TASK STATEMENT =>
Find every line in the records that holds the string "Complete". Copy each one.

Stored data entries
********
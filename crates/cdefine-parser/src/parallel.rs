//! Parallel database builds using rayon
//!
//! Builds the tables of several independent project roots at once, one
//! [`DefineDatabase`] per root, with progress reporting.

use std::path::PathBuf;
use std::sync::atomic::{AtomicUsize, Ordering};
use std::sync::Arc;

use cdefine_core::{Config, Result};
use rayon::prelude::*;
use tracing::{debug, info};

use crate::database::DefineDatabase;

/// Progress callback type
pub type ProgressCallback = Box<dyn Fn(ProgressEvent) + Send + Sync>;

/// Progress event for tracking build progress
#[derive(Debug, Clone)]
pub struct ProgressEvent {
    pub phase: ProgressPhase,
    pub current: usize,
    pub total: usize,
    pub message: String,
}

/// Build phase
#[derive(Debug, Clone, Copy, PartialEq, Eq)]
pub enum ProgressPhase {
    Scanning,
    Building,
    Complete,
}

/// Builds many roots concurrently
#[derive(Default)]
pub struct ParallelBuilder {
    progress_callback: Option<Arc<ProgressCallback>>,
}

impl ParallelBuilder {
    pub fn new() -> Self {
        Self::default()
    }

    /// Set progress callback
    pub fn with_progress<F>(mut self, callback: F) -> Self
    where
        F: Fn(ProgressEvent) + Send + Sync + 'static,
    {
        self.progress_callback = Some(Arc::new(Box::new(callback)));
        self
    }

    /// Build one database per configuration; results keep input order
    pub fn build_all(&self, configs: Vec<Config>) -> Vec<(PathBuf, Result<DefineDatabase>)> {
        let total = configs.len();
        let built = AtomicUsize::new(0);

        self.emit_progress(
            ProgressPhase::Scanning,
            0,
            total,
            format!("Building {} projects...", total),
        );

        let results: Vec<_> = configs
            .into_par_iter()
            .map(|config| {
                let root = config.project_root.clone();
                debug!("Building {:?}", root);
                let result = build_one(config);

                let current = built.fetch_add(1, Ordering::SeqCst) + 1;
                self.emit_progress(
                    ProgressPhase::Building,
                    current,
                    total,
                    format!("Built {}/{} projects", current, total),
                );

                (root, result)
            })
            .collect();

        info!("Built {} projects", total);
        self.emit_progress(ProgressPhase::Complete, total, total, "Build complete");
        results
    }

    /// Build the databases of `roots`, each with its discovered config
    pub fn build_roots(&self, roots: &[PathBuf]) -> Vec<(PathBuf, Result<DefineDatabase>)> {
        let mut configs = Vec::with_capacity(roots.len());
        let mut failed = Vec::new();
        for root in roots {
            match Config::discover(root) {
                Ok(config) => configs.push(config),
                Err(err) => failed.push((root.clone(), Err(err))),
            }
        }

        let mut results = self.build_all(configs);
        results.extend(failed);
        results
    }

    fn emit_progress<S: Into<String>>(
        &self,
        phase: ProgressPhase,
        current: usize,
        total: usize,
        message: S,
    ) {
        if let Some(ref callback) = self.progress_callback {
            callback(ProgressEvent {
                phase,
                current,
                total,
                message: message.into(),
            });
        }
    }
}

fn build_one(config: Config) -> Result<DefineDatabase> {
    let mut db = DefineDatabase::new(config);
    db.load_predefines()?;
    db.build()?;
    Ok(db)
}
********
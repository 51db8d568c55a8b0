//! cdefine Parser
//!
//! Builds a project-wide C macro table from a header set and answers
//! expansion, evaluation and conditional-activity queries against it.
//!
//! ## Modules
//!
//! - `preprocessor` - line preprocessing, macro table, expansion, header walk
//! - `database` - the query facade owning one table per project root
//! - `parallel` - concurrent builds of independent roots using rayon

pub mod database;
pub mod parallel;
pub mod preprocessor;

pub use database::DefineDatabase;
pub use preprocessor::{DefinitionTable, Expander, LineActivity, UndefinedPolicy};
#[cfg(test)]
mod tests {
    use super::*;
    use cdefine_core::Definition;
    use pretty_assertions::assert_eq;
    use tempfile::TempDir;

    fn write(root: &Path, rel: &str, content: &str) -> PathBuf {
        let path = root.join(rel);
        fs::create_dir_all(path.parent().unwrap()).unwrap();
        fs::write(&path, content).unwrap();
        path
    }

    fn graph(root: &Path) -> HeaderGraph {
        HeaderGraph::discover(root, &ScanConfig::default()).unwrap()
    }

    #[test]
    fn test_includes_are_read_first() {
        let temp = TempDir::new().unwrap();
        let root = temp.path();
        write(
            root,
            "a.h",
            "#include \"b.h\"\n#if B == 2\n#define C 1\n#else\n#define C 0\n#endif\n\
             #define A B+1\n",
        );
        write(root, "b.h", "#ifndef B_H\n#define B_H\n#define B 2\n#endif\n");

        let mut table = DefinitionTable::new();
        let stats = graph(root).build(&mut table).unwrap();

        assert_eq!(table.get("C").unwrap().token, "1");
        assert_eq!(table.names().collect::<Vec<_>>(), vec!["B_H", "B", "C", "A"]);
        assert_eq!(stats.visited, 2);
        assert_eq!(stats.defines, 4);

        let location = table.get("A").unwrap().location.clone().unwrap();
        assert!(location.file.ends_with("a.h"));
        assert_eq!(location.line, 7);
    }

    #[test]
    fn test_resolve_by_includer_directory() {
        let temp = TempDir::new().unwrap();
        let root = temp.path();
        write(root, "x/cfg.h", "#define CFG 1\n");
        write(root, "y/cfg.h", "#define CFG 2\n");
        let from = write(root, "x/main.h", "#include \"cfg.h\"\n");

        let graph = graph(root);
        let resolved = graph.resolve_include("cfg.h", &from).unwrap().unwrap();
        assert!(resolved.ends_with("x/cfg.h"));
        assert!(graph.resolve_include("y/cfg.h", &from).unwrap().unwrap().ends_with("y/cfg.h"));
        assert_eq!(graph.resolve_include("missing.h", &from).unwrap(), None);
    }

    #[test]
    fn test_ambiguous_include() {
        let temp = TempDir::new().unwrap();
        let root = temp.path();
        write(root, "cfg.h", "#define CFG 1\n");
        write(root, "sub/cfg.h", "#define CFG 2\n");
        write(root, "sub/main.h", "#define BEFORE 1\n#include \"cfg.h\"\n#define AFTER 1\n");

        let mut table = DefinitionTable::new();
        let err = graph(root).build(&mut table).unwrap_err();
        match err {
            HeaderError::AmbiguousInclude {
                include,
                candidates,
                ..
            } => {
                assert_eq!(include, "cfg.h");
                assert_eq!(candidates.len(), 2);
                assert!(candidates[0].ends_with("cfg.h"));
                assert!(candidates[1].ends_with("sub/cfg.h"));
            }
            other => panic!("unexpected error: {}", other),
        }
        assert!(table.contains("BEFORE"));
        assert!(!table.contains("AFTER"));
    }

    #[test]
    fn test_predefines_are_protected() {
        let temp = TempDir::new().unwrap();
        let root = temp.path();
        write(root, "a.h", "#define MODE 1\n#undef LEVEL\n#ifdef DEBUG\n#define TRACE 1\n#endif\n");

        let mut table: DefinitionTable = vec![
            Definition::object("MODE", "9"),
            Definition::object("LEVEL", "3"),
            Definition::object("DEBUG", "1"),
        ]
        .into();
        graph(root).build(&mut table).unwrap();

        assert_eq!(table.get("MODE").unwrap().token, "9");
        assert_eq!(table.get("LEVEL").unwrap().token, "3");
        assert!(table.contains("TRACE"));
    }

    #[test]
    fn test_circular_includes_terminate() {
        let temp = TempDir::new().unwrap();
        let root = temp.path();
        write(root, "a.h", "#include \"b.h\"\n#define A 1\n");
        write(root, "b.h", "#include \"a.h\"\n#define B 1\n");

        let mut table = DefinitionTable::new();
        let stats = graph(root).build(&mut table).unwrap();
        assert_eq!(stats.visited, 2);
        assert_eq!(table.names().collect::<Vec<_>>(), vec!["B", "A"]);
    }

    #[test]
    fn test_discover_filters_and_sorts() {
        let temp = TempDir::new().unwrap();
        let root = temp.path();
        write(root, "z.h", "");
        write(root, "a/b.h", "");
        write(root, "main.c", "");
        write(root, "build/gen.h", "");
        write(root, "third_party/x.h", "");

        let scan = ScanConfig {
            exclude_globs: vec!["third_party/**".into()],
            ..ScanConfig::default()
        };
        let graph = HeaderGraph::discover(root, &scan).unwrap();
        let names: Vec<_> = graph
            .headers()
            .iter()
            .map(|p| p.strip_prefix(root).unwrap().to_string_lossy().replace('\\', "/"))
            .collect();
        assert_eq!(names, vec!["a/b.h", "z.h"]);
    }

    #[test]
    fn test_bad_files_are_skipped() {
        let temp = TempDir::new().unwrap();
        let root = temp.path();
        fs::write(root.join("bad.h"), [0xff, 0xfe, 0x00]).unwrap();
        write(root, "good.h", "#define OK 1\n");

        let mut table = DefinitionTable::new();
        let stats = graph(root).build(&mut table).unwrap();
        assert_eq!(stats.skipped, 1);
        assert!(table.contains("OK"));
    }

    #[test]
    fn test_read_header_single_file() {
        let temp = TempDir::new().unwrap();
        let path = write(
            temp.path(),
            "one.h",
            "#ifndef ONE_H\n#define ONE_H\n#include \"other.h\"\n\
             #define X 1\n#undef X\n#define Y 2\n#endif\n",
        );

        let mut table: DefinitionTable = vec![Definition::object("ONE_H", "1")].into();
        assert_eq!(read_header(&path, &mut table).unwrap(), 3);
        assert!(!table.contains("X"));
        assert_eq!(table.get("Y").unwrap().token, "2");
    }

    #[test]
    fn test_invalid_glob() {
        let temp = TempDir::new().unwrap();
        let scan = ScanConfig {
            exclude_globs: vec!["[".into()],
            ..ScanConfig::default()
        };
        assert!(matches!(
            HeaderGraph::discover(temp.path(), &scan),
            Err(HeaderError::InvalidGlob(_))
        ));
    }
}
********
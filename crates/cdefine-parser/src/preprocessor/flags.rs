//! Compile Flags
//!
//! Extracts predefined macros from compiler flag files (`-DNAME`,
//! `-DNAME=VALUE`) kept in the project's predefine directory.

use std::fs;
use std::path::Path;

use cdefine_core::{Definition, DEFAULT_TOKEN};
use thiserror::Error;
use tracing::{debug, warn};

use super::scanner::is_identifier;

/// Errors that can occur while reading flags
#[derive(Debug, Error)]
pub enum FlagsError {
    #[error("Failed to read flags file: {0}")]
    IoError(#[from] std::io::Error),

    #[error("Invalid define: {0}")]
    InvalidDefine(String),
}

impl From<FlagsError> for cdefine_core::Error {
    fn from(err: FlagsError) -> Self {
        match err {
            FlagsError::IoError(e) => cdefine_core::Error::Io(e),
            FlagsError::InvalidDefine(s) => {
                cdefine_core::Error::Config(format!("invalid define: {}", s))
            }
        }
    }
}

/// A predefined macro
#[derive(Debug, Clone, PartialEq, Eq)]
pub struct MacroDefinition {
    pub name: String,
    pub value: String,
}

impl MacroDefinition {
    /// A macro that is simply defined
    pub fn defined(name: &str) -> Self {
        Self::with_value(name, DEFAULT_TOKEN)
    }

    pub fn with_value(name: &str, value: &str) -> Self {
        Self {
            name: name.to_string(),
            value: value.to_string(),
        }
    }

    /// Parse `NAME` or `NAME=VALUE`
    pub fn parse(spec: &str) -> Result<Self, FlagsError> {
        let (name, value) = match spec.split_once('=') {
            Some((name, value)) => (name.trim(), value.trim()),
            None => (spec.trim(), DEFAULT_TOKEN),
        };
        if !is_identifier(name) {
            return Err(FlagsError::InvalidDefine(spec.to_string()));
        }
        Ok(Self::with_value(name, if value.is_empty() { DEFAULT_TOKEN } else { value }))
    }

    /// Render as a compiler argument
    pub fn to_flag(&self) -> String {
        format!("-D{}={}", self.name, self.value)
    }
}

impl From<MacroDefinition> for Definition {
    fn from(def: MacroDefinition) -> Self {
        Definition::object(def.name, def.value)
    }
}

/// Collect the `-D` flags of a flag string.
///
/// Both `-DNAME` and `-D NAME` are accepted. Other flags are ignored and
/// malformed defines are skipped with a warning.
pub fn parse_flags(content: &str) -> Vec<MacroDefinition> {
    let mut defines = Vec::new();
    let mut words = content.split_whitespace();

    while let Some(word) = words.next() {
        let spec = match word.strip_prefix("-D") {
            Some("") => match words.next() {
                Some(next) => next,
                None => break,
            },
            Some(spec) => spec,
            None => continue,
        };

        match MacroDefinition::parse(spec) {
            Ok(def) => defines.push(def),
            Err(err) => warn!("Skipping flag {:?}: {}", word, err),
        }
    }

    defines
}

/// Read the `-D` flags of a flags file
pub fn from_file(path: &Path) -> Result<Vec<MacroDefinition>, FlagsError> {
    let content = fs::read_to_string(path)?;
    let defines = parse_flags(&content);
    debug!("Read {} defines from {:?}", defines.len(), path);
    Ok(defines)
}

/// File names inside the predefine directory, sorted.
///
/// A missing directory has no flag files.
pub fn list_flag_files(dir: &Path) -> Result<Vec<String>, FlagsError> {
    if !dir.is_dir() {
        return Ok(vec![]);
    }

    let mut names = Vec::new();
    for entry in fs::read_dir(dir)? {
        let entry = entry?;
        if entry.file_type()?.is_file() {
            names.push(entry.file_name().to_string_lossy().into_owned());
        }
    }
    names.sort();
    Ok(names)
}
********
RESULT =>
    Complete,
        self.emit_progress(ProgressPhase::Complete, total, total, "Build complete");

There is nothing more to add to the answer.